Una cultura samaritana

«Come pastori siate non predicatori di complesse dottrine, ma annunciatori di Cristo, morto e risorto per noi». L’indicazione data da papa Francesco nel 2015 a Firenze, durante il Convegno ecclesiale italiano, ha fatto da tema all’incontro del clero di Porto-Santa Rufina e di Civitavecchia-Tarquinia che si è tenuto giovedì scorso nella parrocchia della Santissima Trinità a Cerveteri. Il percorso parallelo delle due Chiese immaginato dal vescovo Ruzza ha trovato espressione in una serie di appuntamenti formativi alternati a ritiri spirituali che durante l’anno accompagneranno i sacerdoti a ripensare l’avvertimento dell’apostolo Paolo «Guai a me se non annunciassi», tema di fondo della proposta.

Ragione per cui la prima tappa di questo cammino ha riguardato “la proposta essenziale e l’urgenza del kerygma nell’attuale contesto culturale”. «Un tema molto rilevante per noi che si andrà a inserire con il percorso di preparazione del Sinodo» ha detto il pastore ringraziando della disponibilità il relatore, don Armando Matteo, sottosegretario della congregazione per la dottrina della fede. «Che cosa dà gioia alle donne e agli uomini di oggi? Che cosa dice la gioia che nasce dall’incontro di Gesù?» ha chiesto il sacerdote ponendo la questione del “come” far incontrare l’anelito di gioia presente nell’umanità e la risposta della gioia cristiana a questa istanza.

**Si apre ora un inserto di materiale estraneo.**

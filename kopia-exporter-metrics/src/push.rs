//! Pushgateway client.
//!
//! Pushes use `PUT`, so each push replaces every metric previously pushed
//! under the same grouping key. The grouping key is the job name plus the
//! `{host, path, user}` identity of the backup source.
//!
//! ## Example
//!
//! ```rust,no_run
//! use kopia_exporter_metrics::{BackupMetrics, PushGateway};
//! use kopia_exporter_types::extract;
//!
//! #[tokio::main]
//! async fn main() -> Result<(), Box<dyn std::error::Error>> {
//!     let record = serde_json::json!({
//!         "source": { "host": "nas", "userName": "root", "path": "/data" },
//!         "startTime": "2024-09-01T08:55:44.903686123Z",
//!         "endTime": "2024-09-01T08:57:01.000000000Z",
//!         "stats": { "totalSize": 4096, "fileCount": 3, "dirCount": 1, "errorCount": 0 }
//!     });
//!
//!     let metrics = BackupMetrics::isolated()?;
//!     let gateway = PushGateway::new()?;
//!     metrics
//!         .update_and_push(&gateway, &extract(&record)?, "http://localhost:9091", "kopia")
//!         .await?;
//!     Ok(())
//! }
//! ```

use std::time::Duration;

use async_trait::async_trait;
use base64::engine::general_purpose::URL_SAFE;
use base64::Engine;
use kopia_exporter_types::Identity;
use reqwest::header::CONTENT_TYPE;
use reqwest::Client;
use thiserror::Error;
use tracing::debug;
use url::{PathSegmentsMut, Url};

use crate::exposition::TEXT_CONTENT_TYPE;

/// Errors that can occur when pushing to a Pushgateway.
#[derive(Debug, Error)]
pub enum PushError {
    /// The registry could not be rendered.
    #[error("Failed to encode metrics: {0}")]
    Encode(#[from] prometheus::Error),

    /// The gateway URL cannot be used as a base for the push path.
    #[error("Invalid pushgateway URL: {0}")]
    InvalidUrl(String),

    /// HTTP request failed.
    #[error("HTTP request failed: {0}")]
    Http(String),

    /// The gateway answered with a non-success status.
    #[error("Pushgateway returned status {status}: {body}")]
    Status { status: u16, body: String },

    /// Connection failed.
    #[error("Connection failed: {0}")]
    Connection(String),

    /// Timeout waiting for response.
    #[error("Request timed out")]
    Timeout,
}

impl From<reqwest::Error> for PushError {
    fn from(err: reqwest::Error) -> Self {
        if err.is_timeout() {
            PushError::Timeout
        } else if err.is_connect() {
            PushError::Connection(err.to_string())
        } else {
            PushError::Http(err.to_string())
        }
    }
}

/// Labels identifying one group of pushed metrics.
#[derive(Debug, Clone, PartialEq, Eq)]
pub struct GroupingKey {
    pub job: String,
    pub identity: Identity,
}

impl GroupingKey {
    pub fn new(job: impl Into<String>, identity: Identity) -> Self {
        Self {
            job: job.into(),
            identity,
        }
    }
}

/// Something that delivers rendered metrics to a gateway.
#[async_trait]
pub trait Pusher: Send + Sync {
    /// Replace the metrics stored under `key` on `gateway` with `body`, a
    /// text exposition.
    async fn push(&self, gateway: &str, key: &GroupingKey, body: String) -> Result<(), PushError>;
}

/// HTTP client for the Prometheus Pushgateway.
#[derive(Debug, Clone)]
pub struct PushGateway {
    client: Client,
}

impl PushGateway {
    /// Default request timeout.
    pub const DEFAULT_TIMEOUT: Duration = Duration::from_secs(10);

    pub fn new() -> Result<Self, PushError> {
        Self::with_timeout(Self::DEFAULT_TIMEOUT)
    }

    pub fn with_timeout(timeout: Duration) -> Result<Self, PushError> {
        let client = Client::builder().timeout(timeout).build()?;
        Ok(Self { client })
    }
}

#[async_trait]
impl Pusher for PushGateway {
    async fn push(&self, gateway: &str, key: &GroupingKey, body: String) -> Result<(), PushError> {
        let url = grouping_url(gateway, key)?;
        debug!("Pushing {} bytes to {}", body.len(), url);

        let response = self
            .client
            .put(url)
            .header(CONTENT_TYPE, TEXT_CONTENT_TYPE)
            .body(body)
            .send()
            .await?;

        let status = response.status();
        if !status.is_success() {
            let body = response.text().await.unwrap_or_default();
            return Err(PushError::Status {
                status: status.as_u16(),
                body,
            });
        }

        Ok(())
    }
}

/// Build `<gateway>/metrics/job/<job>/host/<host>/path/<path>/user/<user>`.
///
/// A gateway without a scheme is taken to be plain `http`. Values containing
/// `/` (backup paths, usually) and the dot segments `.` and `..` are sent in
/// the `<label>@base64/<value>` form.
pub fn grouping_url(gateway: &str, key: &GroupingKey) -> Result<Url, PushError> {
    let base = if gateway.contains("://") {
        gateway.to_string()
    } else {
        format!("http://{}", gateway)
    };

    let mut url = Url::parse(&base).map_err(|e| PushError::InvalidUrl(format!("{}: {}", gateway, e)))?;
    {
        let mut segments = url
            .path_segments_mut()
            .map_err(|_| PushError::InvalidUrl(format!("{}: cannot be a base", gateway)))?;
        segments.pop_if_empty().push("metrics");
        push_label(&mut segments, "job", &key.job);
        for (name, value) in key.identity.labels() {
            push_label(&mut segments, name, value);
        }
    }

    Ok(url)
}

fn push_label(segments: &mut PathSegmentsMut<'_>, name: &str, value: &str) {
    if value.contains('/') || value == "." || value == ".." {
        segments
            .push(&format!("{}@base64", name))
            .push(&URL_SAFE.encode(value));
    } else if value.is_empty() {
        segments.push(&format!("{}@base64", name)).push("=");
    } else {
        segments.push(name).push(value);
    }
}
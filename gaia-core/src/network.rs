//! # Gate Network — DAG de gates avaliado em ordem de índice
//!
//! Os nós 0 e 1 são entradas; todo nó a partir do índice 2 consome a saída
//! de dois nós com índice estritamente menor. Como a declaração garante que
//! as arestas só apontam para trás, avaliar em ordem crescente de índice já
//! é uma ordem topológica.
//!
//! ```text
//!   [0] a ──┬──► [2] AND ──┐
//!           │              ├──► [4] OR  (saída)
//!   [1] b ──┴──► [3] XOR ──┘
//! ```
//!
//! A saída é o último nó declarado, a menos que [`GateNetwork::set_output`]
//! indique outro.

use serde::{Deserialize, Serialize};
use std::fmt;
use tracing::{debug, trace};

use crate::adaptive::AdaptiveGate;
use crate::bit::Bit;
use crate::error::{GateError, GateResult};

/// Índice de nó (ordem de declaração)
pub type NodeIndex = usize;

/// Capacidade padrão de nós
pub const DEFAULT_CAPACITY: usize = 10;

/// Teto aceito por `GaiaConfig::validate`
pub const MAX_CAPACITY: usize = 4096;

/// Nós de entrada (índices 0 e 1)
pub const NUM_INPUTS: usize = 2;

/// Tipo de nó
#[derive(Debug, Clone, PartialEq, Serialize, Deserialize)]
pub enum NodeKind {
    /// Entrada externa (somente índices 0 e 1)
    Input,
    And,
    Or,
    Xor,
    /// Gate adaptativo com pesos próprios
    Adaptive(AdaptiveGate),
}

impl NodeKind {
    pub fn is_input(&self) -> bool {
        matches!(self, Self::Input)
    }

    /// Nome descritivo
    pub fn name(&self) -> &'static str {
        match self {
            Self::Input => "INPUT",
            Self::And => "AND",
            Self::Or => "OR",
            Self::Xor => "XOR",
            Self::Adaptive(_) => "ADAPTIVE",
        }
    }

    /// Avalia o nó; `None` para entradas, que não têm função
    fn apply(&self, left: Bit, right: Bit) -> Option<Bit> {
        match self {
            Self::Input => None,
            Self::And => Some(left & right),
            Self::Or => Some(left | right),
            Self::Xor => Some(left ^ right),
            Self::Adaptive(gate) => Some(gate.decide(left, right)),
        }
    }
}

impl fmt::Display for NodeKind {
    fn fmt(&self, f: &mut fmt::Formatter<'_>) -> fmt::Result {
        write!(f, "{}", self.name())
    }
}

/// Nó da rede
#[derive(Debug, Clone, PartialEq, Serialize, Deserialize)]
pub struct NetworkNode {
    pub kind: NodeKind,
    /// (esquerda, direita); sem uso em nós de entrada
    pub inputs: (NodeIndex, NodeIndex),
    /// Valor da última avaliação
    pub value: Option<Bit>,
}

/// Forma serializada; reconstruída via `declare_node` ao desserializar
#[derive(Debug, Clone, Deserialize)]
struct RawNetwork {
    nodes: Vec<NetworkNode>,
    capacity: usize,
    output: Option<NodeIndex>,
}

impl TryFrom<RawNetwork> for GateNetwork {
    type Error = GateError;

    fn try_from(raw: RawNetwork) -> Result<Self, Self::Error> {
        let mut net = GateNetwork::with_capacity(raw.capacity);
        for node in raw.nodes {
            let (left, right) = node.inputs;
            net.declare_node(node.kind, left, right)?;
        }
        if let Some(output) = raw.output {
            net.set_output(output)?;
        }
        Ok(net)
    }
}

/// Rede de gates com topologia estática
#[derive(Debug, Clone, PartialEq, Serialize, Deserialize)]
#[serde(try_from = "RawNetwork")]
pub struct GateNetwork {
    nodes: Vec<NetworkNode>,
    capacity: usize,
    output: Option<NodeIndex>,
}

impl Default for GateNetwork {
    fn default() -> Self {
        Self::new()
    }
}

impl GateNetwork {
    /// Cria rede vazia com capacidade padrão
    pub fn new() -> Self {
        Self::with_capacity(DEFAULT_CAPACITY)
    }

    /// Cria rede vazia com capacidade específica. `capacity` só limita
    /// declarações; a pré-alocação não passa de `DEFAULT_CAPACITY`.
    pub fn with_capacity(capacity: usize) -> Self {
        Self {
            nodes: Vec::with_capacity(capacity.min(DEFAULT_CAPACITY)),
            capacity,
            output: None,
        }
    }

    /// Rede AND + XOR alimentando um OR
    pub fn and_xor_or() -> GateResult<Self> {
        let mut net = Self::new();
        net.declare_input()?;
        net.declare_input()?;
        net.declare_node(NodeKind::And, 0, 1)?;
        net.declare_node(NodeKind::Xor, 0, 1)?;
        net.declare_node(NodeKind::Or, 2, 3)?;
        Ok(net)
    }

    /// Declara o próximo nó de entrada
    pub fn declare_input(&mut self) -> GateResult<NodeIndex> {
        self.declare_node(NodeKind::Input, 0, 0)
    }

    /// Declara um nó. Falha com `InvalidTopology` se a capacidade acabou, se
    /// uma entrada aparece depois dos índices 0/1, se um nó funcional ocupa
    /// um índice de entrada, ou se alguma referência não aponta para trás.
    pub fn declare_node(
        &mut self,
        kind: NodeKind,
        left: NodeIndex,
        right: NodeIndex,
    ) -> GateResult<NodeIndex> {
        let index = self.nodes.len();

        if index >= self.capacity {
            return Err(GateError::InvalidTopology(format!(
                "capacity of {} nodes exhausted",
                self.capacity
            )));
        }

        match (kind.is_input(), index < NUM_INPUTS) {
            (true, false) => {
                return Err(GateError::InvalidTopology(format!(
                    "input node declared at index {index}; only 0 and 1 are inputs"
                )));
            }
            (false, true) => {
                return Err(GateError::InvalidTopology(format!(
                    "{kind} node declared at index {index}, reserved for inputs"
                )));
            }
            (false, false) if left >= index || right >= index => {
                return Err(GateError::InvalidTopology(format!(
                    "node {index} reads ({left}, {right}); inputs must have a smaller index"
                )));
            }
            _ => {}
        }

        debug!(index, %kind, left, right, "network node declared");
        self.nodes.push(NetworkNode {
            kind,
            inputs: (left, right),
            value: None,
        });
        Ok(index)
    }

    /// Avalia a rede e retorna o valor do nó de saída
    pub fn evaluate(&mut self, input_a: Bit, input_b: Bit) -> GateResult<Bit> {
        if self.nodes.len() < NUM_INPUTS {
            return Err(GateError::EmptyNetwork {
                declared: self.nodes.len(),
            });
        }

        for node in self.nodes.iter_mut().skip(NUM_INPUTS) {
            node.value = None;
        }
        self.nodes[0].value = Some(input_a);
        self.nodes[1].value = Some(input_b);

        for i in NUM_INPUTS..self.nodes.len() {
            let (left, right) = self.input_values(i)?;
            let node = &mut self.nodes[i];
            let value = node.kind.apply(left, right).ok_or_else(|| {
                GateError::InvalidTopology(format!("input node found at index {i}"))
            })?;
            node.value = Some(value);
            trace!(node = i, kind = %node.kind, %left, %right, %value, "node evaluated");
        }

        let count = self.nodes.len();
        let output = self.output.unwrap_or(count - 1);
        let node = self
            .nodes
            .get(output)
            .ok_or(GateError::NodeOutOfRange { index: output, count })?;
        node.value.ok_or(GateError::UninitializedNode {
            node: output,
            input: output,
        })
    }

    /// Avalia a partir de inteiros brutos
    pub fn evaluate_raw(&mut self, input_a: u8, input_b: u8) -> GateResult<Bit> {
        self.evaluate(Bit::try_from(input_a)?, Bit::try_from(input_b)?)
    }

    /// Valores atuais das duas entradas de um nó
    fn input_values(&self, index: NodeIndex) -> GateResult<(Bit, Bit)> {
        let (left, right) = self.nodes[index].inputs;
        let read = |input: NodeIndex| {
            self.nodes
                .get(input)
                .filter(|_| input < index)
                .and_then(|n| n.value)
                .ok_or(GateError::UninitializedNode { node: index, input })
        };
        Ok((read(left)?, read(right)?))
    }

    /// Um passo de aprendizado no nó adaptativo `index`, usando as entradas
    /// que ele recebeu na última avaliação
    pub fn learn_node(&mut self, index: NodeIndex, expected: Bit) -> GateResult<bool> {
        self.adaptive_node_mut(index)?;
        let (left, right) = self.input_values(index)?;
        let gate = self.adaptive_node_mut(index)?;
        Ok(gate.learn(left, right, expected))
    }

    /// Acesso ao gate de um nó adaptativo
    pub fn adaptive_node_mut(&mut self, index: NodeIndex) -> GateResult<&mut AdaptiveGate> {
        let count = self.nodes.len();
        match self.nodes.get_mut(index) {
            Some(NetworkNode { kind: NodeKind::Adaptive(gate), .. }) => Ok(gate),
            Some(_) => Err(GateError::NotAdaptive(index)),
            None => Err(GateError::NodeOutOfRange { index, count }),
        }
    }

    /// Define explicitamente o nó de saída
    pub fn set_output(&mut self, index: NodeIndex) -> GateResult<()> {
        if index >= self.nodes.len() {
            return Err(GateError::NodeOutOfRange {
                index,
                count: self.nodes.len(),
            });
        }
        self.output = Some(index);
        Ok(())
    }

    /// Volta a usar o último nó como saída
    pub fn clear_output(&mut self) {
        self.output = None;
    }

    /// Índice do nó de saída efetivo
    pub fn output_index(&self) -> Option<NodeIndex> {
        self.output.or_else(|| self.nodes.len().checked_sub(1))
    }

    pub fn node(&self, index: NodeIndex) -> Option<&NetworkNode> {
        self.nodes.get(index)
    }

    pub fn nodes(&self) -> &[NetworkNode] {
        &self.nodes
    }

    /// Valores de todos os nós após a última avaliação
    pub fn values(&self) -> Vec<Option<Bit>> {
        self.nodes.iter().map(|n| n.value).collect()
    }

    pub fn len(&self) -> usize {
        self.nodes.len()
    }

    pub fn is_empty(&self) -> bool {
        self.nodes.is_empty()
    }

    pub fn capacity(&self) -> usize {
        self.capacity
    }
}
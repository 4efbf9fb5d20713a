//! Tipos de erro para gaia-core

use thiserror::Error;

/// Resultado customizado para operações de gates
pub type GateResult<T> = Result<T, GateError>;

/// Erros que podem ocorrer em operações de gates e redes
#[derive(Debug, Clone, PartialEq, Error)]
pub enum GateError {
    #[error("Invalid bit: expected 0 or 1, got {0}")]
    InvalidBit(u8),

    #[error("Invalid topology: {0}")]
    InvalidTopology(String),

    #[error("Empty network: {declared} nodes declared, at least 2 inputs required")]
    EmptyNetwork { declared: usize },

    #[error("Node {node} reads input {input} before it was assigned")]
    UninitializedNode { node: usize, input: usize },

    #[error("Node index {index} out of range ({count} nodes declared)")]
    NodeOutOfRange { index: usize, count: usize },

    #[error("Node {0} is not an adaptive gate")]
    NotAdaptive(usize),

    #[error("Invalid probability: {0} (must lie in [0, 1])")]
    InvalidProbability(f32),

    #[error("Invalid config: {0}")]
    InvalidConfig(String),
}
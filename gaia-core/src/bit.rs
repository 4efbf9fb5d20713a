//! # Bit — valor lógico de 1 bit
//!
//! Todo sinal que atravessa os gates é um [`Bit`]. Inteiros vindos de fora
//! passam por [`Bit::try_from`], que rejeita qualquer valor fora de {0, 1}
//! em vez de tratá-lo como "verdadeiro".

use serde::{Deserialize, Serialize};
use std::fmt;
use std::ops::{BitAnd, BitOr, BitXor, Not};

use crate::error::{GateError, GateResult};

/// Bit lógico
#[derive(Clone, Copy, Debug, Default, PartialEq, Eq, PartialOrd, Ord, Hash, Serialize, Deserialize)]
#[repr(u8)]
pub enum Bit {
    /// Nível baixo
    #[default]
    Zero = 0,
    /// Nível alto
    One = 1,
}

impl Bit {
    /// Os dois valores, em ordem crescente
    pub const ALL: [Bit; 2] = [Bit::Zero, Bit::One];

    /// Valor numérico (0 ou 1)
    #[inline]
    pub const fn as_u8(self) -> u8 {
        self as u8
    }

    /// Valor como f32, usado pelo scorer adaptativo
    #[inline]
    pub fn as_f32(self) -> f32 {
        self.as_u8() as f32
    }

    /// É nível alto?
    #[inline]
    pub const fn is_one(self) -> bool {
        matches!(self, Bit::One)
    }

    /// Valida uma sequência bruta de bytes
    pub fn parse_sequence(raw: &[u8]) -> GateResult<Vec<Bit>> {
        raw.iter().map(|&b| Bit::try_from(b)).collect()
    }

    /// Todos os pares de entrada (a, b) na ordem 00, 01, 10, 11
    pub fn pairs() -> impl Iterator<Item = (Bit, Bit)> {
        Self::ALL
            .into_iter()
            .flat_map(|a| Self::ALL.into_iter().map(move |b| (a, b)))
    }
}

impl TryFrom<u8> for Bit {
    type Error = GateError;

    fn try_from(value: u8) -> Result<Self, Self::Error> {
        match value {
            0 => Ok(Bit::Zero),
            1 => Ok(Bit::One),
            other => Err(GateError::InvalidBit(other)),
        }
    }
}

impl From<bool> for Bit {
    fn from(value: bool) -> Self {
        if value { Bit::One } else { Bit::Zero }
    }
}

impl From<Bit> for u8 {
    fn from(bit: Bit) -> Self {
        bit.as_u8()
    }
}

impl From<Bit> for f32 {
    fn from(bit: Bit) -> Self {
        bit.as_f32()
    }
}

impl From<Bit> for bool {
    fn from(bit: Bit) -> Self {
        bit.is_one()
    }
}

impl BitAnd for Bit {
    type Output = Bit;

    fn bitand(self, rhs: Bit) -> Bit {
        Bit::from(self.is_one() && rhs.is_one())
    }
}

impl BitOr for Bit {
    type Output = Bit;

    fn bitor(self, rhs: Bit) -> Bit {
        Bit::from(self.is_one() || rhs.is_one())
    }
}

impl BitXor for Bit {
    type Output = Bit;

    fn bitxor(self, rhs: Bit) -> Bit {
        Bit::from(self != rhs)
    }
}

impl Not for Bit {
    type Output = Bit;

    fn not(self) -> Bit {
        match self {
            Bit::Zero => Bit::One,
            Bit::One => Bit::Zero,
        }
    }
}

impl fmt::Display for Bit {
    fn fmt(&self, f: &mut fmt::Formatter<'_>) -> fmt::Result {
        write!(f, "{}", self.as_u8())
    }
}
//! # Superposition — par de probabilidades com colapso determinístico
//!
//! Não há sorteio: o colapso compara `prob_one` com [`COLLAPSE_THRESHOLD`]
//! (estritamente maior). Uma vez colapsado, o valor nunca muda.
//!
//! | Entrada (a, b) | P(1) | Colapso |
//! |----------------|------|---------|
//! | (1, 1) | 0.8 | 1 |
//! | (0, 0) | 0.2 | 0 |
//! | (0, 1), (1, 0) | 0.5 | 0 |

use serde::{Deserialize, Serialize};
use tracing::debug;

use crate::bit::Bit;
use crate::error::{GateError, GateResult};

/// P(1) quando ambas as entradas são 1
pub const PROB_BOTH_HIGH: f32 = 0.8;

/// P(1) quando ambas as entradas são 0
pub const PROB_BOTH_LOW: f32 = 0.2;

/// P(1) para entradas divergentes
pub const PROB_MIXED: f32 = 0.5;

/// Colapsa para 1 somente se P(1) > threshold
pub const COLLAPSE_THRESHOLD: f32 = 0.5;

/// Estado de superposição
#[derive(Clone, Copy, Debug, PartialEq, Serialize, Deserialize)]
pub struct Superposition {
    prob_one: f32,
    prob_zero: f32,
    /// `Some` após o colapso; imutável daí em diante
    value: Option<Bit>,
}

impl Superposition {
    /// Cria superposição a partir de um par de entradas
    pub fn create(a: Bit, b: Bit) -> Self {
        let prob_one = match (a, b) {
            (Bit::One, Bit::One) => PROB_BOTH_HIGH,
            (Bit::Zero, Bit::Zero) => PROB_BOTH_LOW,
            _ => PROB_MIXED,
        };
        Self::uncollapsed(prob_one)
    }

    /// Cria superposição com P(1) arbitrária em [0, 1]
    pub fn from_probability(prob_one: f32) -> GateResult<Self> {
        if !(0.0..=1.0).contains(&prob_one) {
            return Err(GateError::InvalidProbability(prob_one));
        }
        Ok(Self::uncollapsed(prob_one))
    }

    fn uncollapsed(prob_one: f32) -> Self {
        Self {
            prob_one,
            prob_zero: 1.0 - prob_one,
            value: None,
        }
    }

    /// Colapsa (idempotente)
    pub fn collapse(&mut self) -> Bit {
        if let Some(value) = self.value {
            return value;
        }

        let value = Bit::from(self.prob_one > COLLAPSE_THRESHOLD);
        self.value = Some(value);
        debug!(prob_one = self.prob_one, %value, "superposition collapsed");
        value
    }

    pub fn prob_one(&self) -> f32 {
        self.prob_one
    }

    pub fn prob_zero(&self) -> f32 {
        self.prob_zero
    }

    pub fn is_collapsed(&self) -> bool {
        self.value.is_some()
    }

    /// Valor colapsado, se houver
    pub fn value(&self) -> Option<Bit> {
        self.value
    }
}

#[cfg(test)]
mod tests {
    use super::*;

    #[test]
    fn test_create_probabilities() {
        let s = Superposition::create(Bit::One, Bit::One);
        assert_eq!(s.prob_one(), 0.8);
        assert!((s.prob_zero() - 0.2).abs() < 1e-6);
        assert!(!s.is_collapsed());
        assert_eq!(s.value(), None);

        assert_eq!(Superposition::create(Bit::Zero, Bit::Zero).prob_one(), 0.2);
        assert_eq!(Superposition::create(Bit::One, Bit::Zero).prob_one(), 0.5);
        assert_eq!(Superposition::create(Bit::Zero, Bit::One).prob_one(), 0.5);
    }

    #[test]
    fn test_collapse_values() {
        let collapse = |a, b| Superposition::create(a, b).collapse();
        assert_eq!(collapse(Bit::One, Bit::One), Bit::One);
        assert_eq!(collapse(Bit::Zero, Bit::Zero), Bit::Zero);
        // 0.5 não é > 0.5
        assert_eq!(collapse(Bit::One, Bit::Zero), Bit::Zero);
        assert_eq!(collapse(Bit::Zero, Bit::One), Bit::Zero);
    }

    #[test]
    fn test_collapse_idempotent() {
        let mut s = Superposition::create(Bit::One, Bit::One);
        let (p1, p0) = (s.prob_one(), s.prob_zero());
        let first = s.collapse();
        let second = s.collapse();
        assert_eq!(first, second);
        assert_eq!(s.prob_one(), p1);
        assert_eq!(s.prob_zero(), p0);
        assert_eq!(s.value(), Some(first));
    }

    #[test]
    fn test_from_probability() {
        assert_eq!(Superposition::from_probability(0.9).unwrap().collapse(), Bit::One);
        assert_eq!(Superposition::from_probability(0.3).unwrap().collapse(), Bit::Zero);
        assert_eq!(
            Superposition::from_probability(1.5),
            Err(GateError::InvalidProbability(1.5))
        );
        assert!(Superposition::from_probability(f32::NAN).is_err());
    }
}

La comprensione della portata di quanto chiede il Papa risiede nella consapevolezza che la cultura di oggi è essenzialmente differente da quella a cui si è rivolta per quasi seicento anni la pastorale conosciuta fino ad oggi. Dal dopoguerra ad oggi abbiamo assistito a un importante salto qualitativo culturale, segnato «dall’emancipazione dell’uomo comune – dell’adulto in particolare – dalla situazione di bisogno e di frustrazione del passato». Nuove idee, abbattimento di tanti tabù, invenzioni tecnologiche, sviluppo della medicina e della farmaceutica, rivoluzione economica, rivoluzione digitale hanno reso «l’uomo più autonomo, meno povero, più libero». Nella nuova configurazione del rapporto con il mondo la parola “gioia” evoca potenza, godimento, giovinezza.

Proprio il “giovanilismo” denota l’aspirazione principale dell’umanità che vuole eludere la vecchiaia e rimuovere così il confronto con la morte. «Si tratta di prendere atto della mutazione profonda della generazione nata tra il 1946 e il 1964 (e successiva 1964-1980)» ha puntualizzato il relatore osservando che gli «adulti “diversamente adulti”» non onorano la vocazione della loro fase di vita: «smettere di pensare a sé stessi per cooperare alla felicità altrui, per “collaborare alla gioia altrui”».

In un mondo, dunque, «intransitivo» si sviluppa «l’economia dello scarto e dell’indifferenza» rileva il sottosegretario affermando che «il sistema economicofinanziario e di intrattenimento odierno sfrutta tutto questo cambiamento degli adulti per fare tanti soldi». L’individualismo che ne consegue e la distanza dalla preghiera originano il problema «della paralisi dell’educazione e della trasmissione della fede». Allora cosa fare? «Possiamo davvero contribuire alla “salvezza” del nostro oggi, nella misura in cui riusciremo a far evolvere una reale cultura samaritana» in cui gli adulti possono «riscoprire e mettere in atto il loro carattere generativo e transitivo».

Cambiamento possibile solo «grazie all’incontro con Cristo, morto e risorto: incontro che apre a quella gioia della vita e a quella vita di gioia che rompe l’incanto/incubo del giovanilismo attuale». L’azione pastorale che sostiene questo movimento va pensata come un unico movimento che può maturare da alcune riflessioni: cosa nelle attività ecclesiali rinvia a Gesù e all’incontro con il Vangelo? Cosa c’è di “troppo” nelle nostre attività? Chi vive un impegno in parrocchia ha un’idea gioiosa della fede?. «In verità - ha concluso il relatore non è oggi infruttuoso solo il predicare senza predicare la gioia del Vangelo, ma lo è pure il predicare senza gioia la gioia del Vangelo».